Post Thu, Jan 14 2010, 11:03 am
amother wrote:
I simply cannot believe that you women 'prepare' for your guests potential intimacy. Besides for being extremely improper, you are also not allowed to think about or even consider another couple's possible relations. Preparing sheets to cover the seforim, etc, is simply wrong on every single level possible. I don't care what you hold. Also, not having s-x in front of seforim is your guests responsibility, not yours. I don't know what world you live in but in today's day and age it is extremely common to assume that there may be seforim in the guest room that you'll sleep in. At least 2/3 of people's guest rooms double as libraries, seforim rooms, offices, dens, etc... All places that seforim would naturally be in. If I am going to someone else's house for shabbos and am thinking about being with my husband that night, it is something that I prepare for. If I thought that my hosts even had a thought about it I would never go to them again. I am so surprised at some of your responses. You shroud your comments in halacha, etc, when what it really is is an extreme level of indecency.

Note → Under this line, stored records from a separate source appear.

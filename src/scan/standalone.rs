//! Recognizer for aliases used as bare attributes.
//!
//! `<div *btn>` carries the alias `btn` in the position of an attribute name.
//! An attribute that has a value (`*btn="x"`) is an ordinary attribute, not
//! an alias.

use std::ops::Range;

use super::token::{is_identifier, AliasToken, TokenKind};

/// Returns the alias token for an attribute name, if it is one.
pub(crate) fn recognize(
    name: &str,
    range: Range<usize>,
    has_value: bool,
    prefix: &str,
) -> Option<AliasToken> {
    if has_value {
        return None;
    }

    let identifier = name.strip_prefix(prefix)?;
    if !is_identifier(identifier) {
        return None;
    }

    Some(AliasToken::new(
        prefix,
        identifier,
        range.start,
        TokenKind::StandaloneAttribute,
    ))
}
//! Alias prefix configuration.

use serde::{Deserialize, Serialize};

use crate::error::ConfigError;

/// Prefix used when no configuration is supplied.
pub const DEFAULT_PREFIX: &str = "*";

/// Returns true for characters that may appear in an alias identifier.
///
/// Identifiers are runs of ASCII letters, digits, `-`, `_` and `:`.
pub fn is_identifier_char(c: char) -> bool {
    c.is_ascii_alphanumeric() || matches!(c, '-' | '_' | ':')
}

/// Characters that end an attribute name when scanning markup.
pub(crate) fn is_markup_delimiter(c: char) -> bool {
    c.is_whitespace() || matches!(c, '"' | '\'' | '=' | '<' | '>' | '/')
}

/// Configuration for alias expansion.
///
/// The prefix is the only tunable: it decides which tokens the scanner
/// recognizes, not how they are expanded. Configurations are passed
/// explicitly to every transform call.
///
/// # Example
///
/// ```rust
/// use classalias::AliasConfig;
///
/// let config = AliasConfig::default();
/// assert_eq!(config.prefix, "*");
///
/// let custom = AliasConfig::new("&");
/// assert!(custom.validate().is_ok());
///
/// assert!(AliasConfig::new("a").validate().is_err());
/// ```
#[derive(Debug, Clone, PartialEq, Eq, Serialize, Deserialize)]
#[serde(default)]
pub struct AliasConfig {
    /// Literal string marking an alias token.
    pub prefix: String,
}

impl AliasConfig {
    /// Creates a configuration with the given prefix.
    ///
    /// The prefix is not validated here; see [`AliasConfig::validate`].
    pub fn new(prefix: impl Into<String>) -> Self {
        Self {
            prefix: prefix.into(),
        }
    }

    /// Checks that the prefix can be told apart from identifiers and markup.
    ///
    /// # Errors
    ///
    /// - [`ConfigError::EmptyPrefix`] for an empty prefix
    /// - [`ConfigError::IdentifierCharacter`] if any character could be part
    ///   of an identifier
    /// - [`ConfigError::DelimiterCharacter`] if any character would split an
    ///   attribute name (whitespace, quotes, `=`, `<`, `>`, `/`)
    pub fn validate(&self) -> Result<(), ConfigError> {
        if self.prefix.is_empty() {
            return Err(ConfigError::EmptyPrefix);
        }

        for ch in self.prefix.chars() {
            if is_identifier_char(ch) {
                return Err(ConfigError::IdentifierCharacter {
                    prefix: self.prefix.clone(),
                    ch,
                });
            }
            if is_markup_delimiter(ch) {
                return Err(ConfigError::DelimiterCharacter {
                    prefix: self.prefix.clone(),
                    ch,
                });
            }
        }

        Ok(())
    }
}

impl Default for AliasConfig {
    fn default() -> Self {
        Self::new(DEFAULT_PREFIX)
    }
}

#[cfg(test)]
mod tests {
    use super::*;

    #[test]
    fn test_default_prefix() {
        assert_eq!(AliasConfig::default().prefix, "*");
        assert!(AliasConfig::default().validate().is_ok());
    }

    #[test]
    fn test_symbol_prefixes_are_valid() {
        for prefix in ["&", "@", "~", "$$", "!"] {
            assert!(AliasConfig::new(prefix).validate().is_ok(), "{}", prefix);
        }
    }

    #[test]
    fn test_empty_prefix_rejected() {
        assert_eq!(
            AliasConfig::new("").validate(),
            Err(ConfigError::EmptyPrefix)
        );
    }

    #[test]
    fn test_identifier_prefix_rejected() {
        for prefix in ["a", "1", "-", "_", ":", "*x"] {
            let result = AliasConfig::new(prefix).validate();
            assert!(
                matches!(result, Err(ConfigError::IdentifierCharacter { .. })),
                "{:?} for {}",
                result,
                prefix
            );
        }
    }

    #[test]
    fn test_delimiter_prefix_rejected() {
        for prefix in [" ", "\"", "'", "=", "<", ">", "/"] {
            let result = AliasConfig::new(prefix).validate();
            assert!(
                matches!(result, Err(ConfigError::DelimiterCharacter { .. })),
                "{:?} for {:?}",
                result,
                prefix
            );
        }
    }

    #[test]
    fn test_identifier_chars() {
        assert!(is_identifier_char('a'));
        assert!(is_identifier_char('Z'));
        assert!(is_identifier_char('7'));
        assert!(is_identifier_char(':'));
        assert!(!is_identifier_char('*'));
        assert!(!is_identifier_char(' '));
        assert!(!is_identifier_char('é'));
    }
}
//! In-memory shortcut table.
//!
//! [`Shortcuts`] maps identifiers to utility class names with three kinds of
//! rules:
//!
//! | Rule | Added with | Matches |
//! |------|------------|---------|
//! | Static | [`Shortcuts::add`] | the exact name |
//! | Pattern | [`Shortcuts::add_pattern`] | a regex; the body is a `$1`/`${1}` template |
//! | Dynamic | [`Shortcuts::add_dynamic`] | a regex; the body is computed from the captures |
//!
//! # Expansion
//!
//! A body is a whitespace-separated list of utilities. Variant groups are
//! expanded first (`text-(white xl)` becomes `text-white text-xl`). Every
//! utility that is itself a shortcut is then expanded in place, recursively.
//! Each matching rule contributes one group, in registration order.
//!
//! Recursion stops with an error on a cycle (`a -> b -> a`) or once the
//! nesting reaches [`MAX_EXPANSION_DEPTH`].

use std::borrow::Cow;
use std::sync::Arc;

use async_trait::async_trait;
use once_cell::sync::Lazy;
use regex::{Captures, Regex};
use thiserror::Error;

use super::ShortcutResolver;

/// Maximum nesting of shortcuts inside shortcuts.
pub const MAX_EXPANSION_DEPTH: usize = 32;

/// Innermost variant group: `prefix` + `:` or `-` + `(items)`.
static VARIANT_GROUP: Lazy<Regex> = Lazy::new(|| {
    Regex::new(r"([^\s()]+?)([:-])\(([^()]*)\)").expect("variant group pattern is valid")
});

/// Error returned by the shortcut table.
#[derive(Debug, Clone, PartialEq, Eq, Error)]
pub enum ShortcutError {
    /// A pattern rule did not compile.
    #[error("invalid shortcut pattern '{pattern}': {message}")]
    InvalidPattern { pattern: String, message: String },
    /// A shortcut expands, directly or not, into itself.
    #[error("cycle detected in shortcuts: {}", path.join(" -> "))]
    CycleDetected { path: Vec<String> },
    /// Shortcuts are nested deeper than [`MAX_EXPANSION_DEPTH`].
    #[error("shortcut '{identifier}' nests deeper than {limit} levels")]
    DepthExceeded { identifier: String, limit: usize },
}

type DynamicBody = Arc<dyn Fn(&Captures<'_>) -> String + Send + Sync>;

#[derive(Clone)]
enum Rule {
    Static { name: String, body: String },
    Pattern { regex: Regex, template: String },
    Dynamic { regex: Regex, body: DynamicBody },
}

impl Rule {
    /// Returns the rule body for `identifier`, if the rule matches.
    fn body_for(&self, identifier: &str) -> Option<String> {
        match self {
            Rule::Static { name, body } => (name == identifier).then(|| body.clone()),
            Rule::Pattern { regex, template } => {
                let caps = regex.captures(identifier)?;
                let mut body = String::new();
                caps.expand(template, &mut body);
                Some(body)
            }
            Rule::Dynamic { regex, body } => {
                let caps = regex.captures(identifier)?;
                Some(body(&caps))
            }
        }
    }
}

impl std::fmt::Debug for Rule {
    fn fmt(&self, f: &mut std::fmt::Formatter<'_>) -> std::fmt::Result {
        match self {
            Rule::Static { name, body } => write!(f, "{} => {}", name, body),
            Rule::Pattern { regex, template } => write!(f, "/{}/ => {}", regex, template),
            Rule::Dynamic { regex, .. } => write!(f, "/{}/ => <fn>", regex),
        }
    }
}

/// A table of shortcut rules.
///
/// # Example
///
/// ```rust
/// use classalias::Shortcuts;
///
/// let shortcuts = Shortcuts::new()
///     .add("btn", "text-(white xl) font-bold py-2 px-4 rounded")
///     .add_pattern(r"^btn-(.+)$", "bg-${1}-500 hover:bg-${1}-700 btn")
///     .unwrap();
///
/// let groups = shortcuts.expand("btn-red").unwrap();
/// assert_eq!(
///     groups[0],
///     vec![
///         "bg-red-500", "hover:bg-red-700", "text-white", "text-xl",
///         "font-bold", "py-2", "px-4", "rounded",
///     ]
/// );
/// ```
#[derive(Debug, Clone, Default)]
pub struct Shortcuts {
    rules: Vec<Rule>,
}

impl Shortcuts {
    /// Creates an empty table.
    pub fn new() -> Self {
        Self::default()
    }

    /// Adds a static shortcut, returning the table for chaining.
    pub fn add(mut self, name: impl Into<String>, body: impl Into<String>) -> Self {
        self.rules.push(Rule::Static {
            name: name.into(),
            body: body.into(),
        });
        self
    }

    /// Adds a pattern shortcut whose body is a capture template.
    ///
    /// The template may reference captures as `$1`, `${1}` or `${name}`.
    ///
    /// # Errors
    ///
    /// Returns [`ShortcutError::InvalidPattern`] if `pattern` is not a valid
    /// regex.
    pub fn add_pattern(
        mut self,
        pattern: &str,
        template: impl Into<String>,
    ) -> Result<Self, ShortcutError> {
        self.rules.push(Rule::Pattern {
            regex: compile(pattern)?,
            template: template.into(),
        });
        Ok(self)
    }

    /// Adds a pattern shortcut whose body is computed from the captures.
    ///
    /// # Errors
    ///
    /// Returns [`ShortcutError::InvalidPattern`] if `pattern` is not a valid
    /// regex.
    pub fn add_dynamic<F>(mut self, pattern: &str, body: F) -> Result<Self, ShortcutError>
    where
        F: Fn(&Captures<'_>) -> String + Send + Sync + 'static,
    {
        self.rules.push(Rule::Dynamic {
            regex: compile(pattern)?,
            body: Arc::new(body),
        });
        Ok(self)
    }

    /// Returns the number of rules.
    pub fn len(&self) -> usize {
        self.rules.len()
    }

    /// Returns true if the table has no rules.
    pub fn is_empty(&self) -> bool {
        self.rules.is_empty()
    }

    /// Returns true if at least one rule matches `identifier`.
    pub fn matches(&self, identifier: &str) -> bool {
        self.rules.iter().any(|r| r.body_for(identifier).is_some())
    }

    /// Expands `identifier` into one group per matching rule.
    ///
    /// An identifier that matches no rule yields an empty list.
    ///
    /// # Errors
    ///
    /// Returns [`ShortcutError::CycleDetected`] or
    /// [`ShortcutError::DepthExceeded`] when nested shortcuts recurse without
    /// end.
    pub fn expand(&self, identifier: &str) -> Result<Vec<Vec<String>>, ShortcutError> {
        let mut stack = vec![identifier.to_string()];
        let mut groups = Vec::new();

        for body in self.bodies(identifier) {
            let group = self.expand_body(&body, &mut stack)?;
            if !group.is_empty() {
                groups.push(group);
            }
        }

        Ok(groups)
    }

    fn bodies(&self, identifier: &str) -> Vec<String> {
        self.rules
            .iter()
            .filter_map(|r| r.body_for(identifier))
            .collect()
    }

    fn expand_body(
        &self,
        body: &str,
        stack: &mut Vec<String>,
    ) -> Result<Vec<String>, ShortcutError> {
        let body = expand_variant_groups(body);
        let mut out = Vec::new();

        for utility in body.split_whitespace() {
            let nested = self.bodies(utility);
            if nested.is_empty() {
                out.push(utility.to_string());
                continue;
            }

            if stack.iter().any(|s| s == utility) {
                let mut path = stack.clone();
                path.push(utility.to_string());
                return Err(ShortcutError::CycleDetected { path });
            }
            if stack.len() > MAX_EXPANSION_DEPTH {
                return Err(ShortcutError::DepthExceeded {
                    identifier: stack[0].clone(),
                    limit: MAX_EXPANSION_DEPTH,
                });
            }

            stack.push(utility.to_string());
            for nested_body in nested {
                out.extend(self.expand_body(&nested_body, stack)?);
            }
            stack.pop();
        }

        Ok(out)
    }
}

#[async_trait]
impl ShortcutResolver for Shortcuts {
    async fn match_shortcut(&self, identifier: &str) -> anyhow::Result<Vec<Vec<String>>> {
        Ok(self.expand(identifier)?)
    }
}

fn compile(pattern: &str) -> Result<Regex, ShortcutError> {
    Regex::new(pattern).map_err(|e| ShortcutError::InvalidPattern {
        pattern: pattern.to_string(),
        message: e.to_string(),
    })
}

/// Expands variant groups in a utility list.
///
/// `prefix-(a b)` becomes `prefix-a prefix-b` and `variant:(a b)` becomes
/// `variant:a variant:b`. Nested groups are expanded from the inside out.
///
/// ```rust
/// use classalias::expand_variant_groups;
///
/// assert_eq!(expand_variant_groups("text-(white xl) p-2"), "text-white text-xl p-2");
/// assert_eq!(
///     expand_variant_groups("hover:(bg-(red blue) p-1)"),
///     "hover:bg-red hover:bg-blue hover:p-1"
/// );
/// ```
pub fn expand_variant_groups(input: &str) -> String {
    let mut current = input.to_string();
    loop {
        let replaced = match VARIANT_GROUP.replace_all(&current, |caps: &Captures<'_>| {
            let prefix = &caps[1];
            let separator = &caps[2];
            caps[3]
                .split_whitespace()
                .map(|item| format!("{}{}{}", prefix, separator, item))
                .collect::<Vec<_>>()
                .join(" ")
        }) {
            Cow::Borrowed(_) => None,
            Cow::Owned(s) => Some(s),
        };

        match replaced {
            Some(next) => current = next,
            None => return current,
        }
    }
}
//! Configuration loading and validation.

use classalias::{transform_alias, AliasConfig, AliasError, ConfigError, Shortcuts, DEFAULT_PREFIX};
use futures::executor::block_on;

#[test]
fn test_deserialize_prefix() {
    let config: AliasConfig = serde_json::from_str(r#"{ "prefix": "&" }"#).unwrap();
    assert_eq!(config, AliasConfig::new("&"));
    assert!(config.validate().is_ok());
}

#[test]
fn test_missing_prefix_uses_default() {
    let config: AliasConfig = serde_json::from_str("{}").unwrap();
    assert_eq!(config.prefix, DEFAULT_PREFIX);
}

#[test]
fn test_serialize_round_trip_shape() {
    let json = serde_json::to_value(AliasConfig::new("@@")).unwrap();
    assert_eq!(json, serde_json::json!({ "prefix": "@@" }));
}

#[test]
fn test_deserialized_config_is_not_trusted() {
    let config: AliasConfig = serde_json::from_str(r#"{ "prefix": "btn" }"#).unwrap();
    let result = block_on(transform_alias("<div btn>", &Shortcuts::new(), &config));
    assert!(matches!(
        result,
        Err(AliasError::Config(ConfigError::IdentifierCharacter { ch: 'b', .. }))
    ));
}

#[test]
fn test_delimiter_prefixes_rejected() {
    for prefix in ["=", "<", ">", "/", "\"", "'", " ", "*\t"] {
        assert!(
            matches!(
                AliasConfig::new(prefix).validate(),
                Err(ConfigError::DelimiterCharacter { .. })
            ),
            "prefix {:?} should be rejected",
            prefix
        );
    }
}

#[test]
fn test_empty_prefix_rejected() {
    let config: AliasConfig = serde_json::from_str(r#"{ "prefix": "" }"#).unwrap();
    assert_eq!(config.validate(), Err(ConfigError::EmptyPrefix));
}

#[test]
fn test_multichar_prefix_transforms() {
    let shortcuts = Shortcuts::new().add("card", "p-4 shadow");
    let config: AliasConfig = serde_json::from_str(r#"{ "prefix": "@@" }"#).unwrap();
    let out = block_on(transform_alias(
        r#"<a @@card class="x @@card">"#,
        &shortcuts,
        &config,
    ))
    .unwrap();
    assert_eq!(out, r#"<a p-4 shadow class="x p-4 shadow">"#);
}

Please. Its not indecency. Seraph (I think it was her) said it best she justs "forgets" an extra sheet in there when she's making up the room. Or make sure the guests have extra blankets in case they get cold. Nobody is checking up as to whether they were used and nobody is thinking abt what the couple is or is not doing. It just as easily can be that they aren't used than that they are. But, if you do have a guest room that has sefarim I think it is nice to make sure there is a way for the guests to be comfortable. Thats it. Move on.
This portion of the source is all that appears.